Mel Watt finished his 5-year term on January 6, and President Trump moved quickly. He tapped Joseph Otting, the Comptroller of the Currency as the acting head, and Mark Calabria, Vice President Michael Pence’s Chief Economist, as the permanent head. Otting assumed the office when Watt departed and will hold both the OCC and FHFA job until Congress approves the nomination of Mark Calabria. Holding both the top OCC and FHFA jobs is easier than most two-job combinations as they are in the same building in DC.

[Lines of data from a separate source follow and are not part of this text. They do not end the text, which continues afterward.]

//! # Remote Row Shapes
//!
//! The column-level shapes of the three remote tables and the mappings
//! between them and the local types.
//!
//! ## Mapping
//! ```text
//! ┌─────────────────────────────────────────────────────────────────────────┐
//! │                      Local  ⇄  Remote                                   │
//! │                                                                         │
//! │  Item ──── ItemRow::for_push(item, owner, now) ───► ItemRow             │
//! │            • owner_id stamped                                           │
//! │            • updated_at = now                                           │
//! │            • version = _version + 1                                     │
//! │                                                                         │
//! │  ItemRow ── into_item() ──────────────────────────► Item                │
//! │            • version carried back as _version                           │
//! │                                                                         │
//! │  MapPin ◄── PinRow (same pattern, no version)                           │
//! │                                                                         │
//! │  LocalSnapshot ── ProfilePatch::from_snapshot ───► profiles row update  │
//! └─────────────────────────────────────────────────────────────────────────┘
//! ```
//!
//! Every row is scoped by `owner_id`; rows with `deleted_at` set are
//! soft-deleted and never surface as local data.

use chrono::{DateTime, NaiveDate, Utc};
use serde::{Deserialize, Serialize};

use crate::types::{Item, ItemFields, LocalSnapshot, MapPin, ProfileDefaults};

// =============================================================================
// Table
// =============================================================================

/// The logical remote tables.
#[derive(Debug, Clone, Copy, PartialEq, Eq, Hash, Serialize, Deserialize)]
#[serde(rename_all = "snake_case")]
pub enum Table {
    Items,
    Profiles,
    MapPins,
}

impl Table {
    /// Table name in the remote store.
    pub fn name(&self) -> &'static str {
        match self {
            Table::Items => "items",
            Table::Profiles => "profiles",
            Table::MapPins => "map_pins",
        }
    }

    /// Columns an upsert into this table conflicts on.
    pub fn conflict_key(&self) -> &'static [&'static str] {
        match self {
            Table::Items | Table::MapPins => &["id", "owner_id"],
            Table::Profiles => &["id"],
        }
    }
}

impl std::fmt::Display for Table {
    fn fmt(&self, f: &mut std::fmt::Formatter<'_>) -> std::fmt::Result {
        f.write_str(self.name())
    }
}

// =============================================================================
// Item Row
// =============================================================================

/// A row of the `items` table.
#[derive(Debug, Clone, PartialEq, Serialize, Deserialize)]
pub struct ItemRow {
    pub id: String,
    pub owner_id: String,
    pub category: String,
    pub sub_type: String,
    pub name: String,
    pub quantity: u32,
    pub location: String,
    pub fields: ItemFields,
    pub added_date: Option<NaiveDate>,
    pub property_id: Option<String>,
    pub version: u64,
    pub updated_at: DateTime<Utc>,
    pub deleted_at: Option<DateTime<Utc>>,
}

impl ItemRow {
    /// Builds the row pushed for `item` on behalf of `owner_id`.
    pub fn for_push(item: &Item, owner_id: &str, now: DateTime<Utc>) -> Self {
        ItemRow {
            id: item.id.clone(),
            owner_id: owner_id.to_string(),
            category: item.category.clone(),
            sub_type: item.sub_type.clone(),
            name: item.name.clone(),
            quantity: item.quantity.max(1),
            location: item.location.clone(),
            fields: item.fields.clone(),
            added_date: item.added_date,
            property_id: item.property_id.clone(),
            version: item.version + 1,
            updated_at: now,
            deleted_at: None,
        }
    }

    /// Returns true if the row belongs to `owner_id` and is not soft-deleted.
    pub fn is_live_for(&self, owner_id: &str) -> bool {
        self.owner_id == owner_id && self.deleted_at.is_none()
    }

    /// Maps the row back to a local item.
    pub fn into_item(self) -> Item {
        Item {
            id: self.id,
            category: self.category,
            sub_type: self.sub_type,
            name: self.name,
            quantity: self.quantity.max(1),
            location: self.location,
            fields: self.fields,
            added_date: self.added_date,
            property_id: self.property_id,
            version: self.version,
        }
    }
}

// =============================================================================
// Pin Row
// =============================================================================

/// A row of the `map_pins` table.
#[derive(Debug, Clone, PartialEq, Serialize, Deserialize)]
pub struct PinRow {
    pub id: String,
    pub owner_id: String,
    pub layer: String,
    pub pin_type: String,
    pub x: f64,
    pub y: f64,
    pub label: String,
    pub notes: String,
    pub assignee: Option<String>,
    pub updated_at: DateTime<Utc>,
    pub deleted_at: Option<DateTime<Utc>>,
}

impl PinRow {
    /// Builds the row pushed for `pin` on behalf of `owner_id`.
    pub fn for_push(pin: &MapPin, owner_id: &str, now: DateTime<Utc>) -> Self {
        PinRow {
            id: pin.id.clone(),
            owner_id: owner_id.to_string(),
            layer: pin.layer.clone(),
            pin_type: pin.pin_type.clone(),
            x: pin.x,
            y: pin.y,
            label: pin.label.clone(),
            notes: pin.notes.clone(),
            assignee: pin.assignee.clone(),
            updated_at: now,
            deleted_at: None,
        }
    }

    /// Returns true if the row belongs to `owner_id` and is not soft-deleted.
    pub fn is_live_for(&self, owner_id: &str) -> bool {
        self.owner_id == owner_id && self.deleted_at.is_none()
    }

    /// Maps the row back to a local pin.
    pub fn into_pin(self) -> MapPin {
        MapPin {
            id: self.id,
            layer: self.layer,
            pin_type: self.pin_type,
            x: self.x,
            y: self.y,
            label: self.label,
            notes: self.notes,
            assignee: self.assignee,
        }
    }
}

// =============================================================================
// Profile Row
// =============================================================================

/// The owner's row in the `profiles` table. `id` is the owner identity.
///
/// Columns are nullable: a profile created by sign-up has none of the
/// settings yet.
#[derive(Debug, Clone, PartialEq, Serialize, Deserialize)]
pub struct ProfileRow {
    pub id: String,
    pub climate: Option<String>,
    pub people: Option<u32>,
    pub prop_address: Option<String>,
    pub active_property_id: Option<String>,
    pub updated_at: Option<DateTime<Utc>>,
}

impl ProfileRow {
    /// A profile row with no settings.
    pub fn empty(owner_id: impl Into<String>) -> Self {
        ProfileRow {
            id: owner_id.into(),
            climate: None,
            people: None,
            prop_address: None,
            active_property_id: None,
            updated_at: None,
        }
    }
}

/// Partial update applied to the owner's profile row on push.
#[derive(Debug, Clone, PartialEq, Serialize, Deserialize)]
pub struct ProfilePatch {
    pub climate: String,
    pub people: u32,
    pub prop_address: String,
    pub active_property_id: String,
    pub updated_at: DateTime<Utc>,
}

impl ProfilePatch {
    /// Takes the four profile scalars from the snapshot, filling unset
    /// ones from `defaults`.
    pub fn from_snapshot(
        snapshot: &LocalSnapshot,
        defaults: &ProfileDefaults,
        now: DateTime<Utc>,
    ) -> Self {
        ProfilePatch {
            climate: snapshot.climate_or(defaults).to_string(),
            people: snapshot.people_or(defaults),
            prop_address: snapshot.prop_address_or(defaults).to_string(),
            active_property_id: snapshot.active_property_id_or(defaults).to_string(),
            updated_at: now,
        }
    }

    /// Applies the patch to a row.
    pub fn apply_to(&self, row: &mut ProfileRow) {
        row.climate = Some(self.climate.clone());
        row.people = Some(self.people);
        row.prop_address = Some(self.prop_address.clone());
        row.active_property_id = Some(self.active_property_id.clone());
        row.updated_at = Some(self.updated_at);
    }
}

// =============================================================================
// Unit Tests
// =============================================================================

Otting, in particular, is unlikely to veer dramatically off the current course. For one, he is dedicated to continuity in the most important policy issue on the near horizon,  the Single Security, which is to be launched on June 3, 2019. In order to launch on time, TBA trading needs to begin in March or April. Before TBA trading can begin, the Securities Industry Financial Markets Association, or SIFMA, must approve trading in the so-called Uniform Mortgage-Backed Security. SIFMA has made it clear that they are concerned about changes in policies at Fannie and Freddie that could produce different prepayment speeds and need to see the FHFA specify the remedies that it will take to assure alignment of GSE policies before they can consider approval. By inviting Bob Ryan, the FHFA senior executive who has been the most involved with the launch of the Single Security, to stay as Special Advisor, Otting has made it clear the Single Security is a priority. A conference on the topic hosted by Fannie Mae and Freddie Mae is scheduled for March 4 in New York, another signal that Otting wants things to move ahead on schedule.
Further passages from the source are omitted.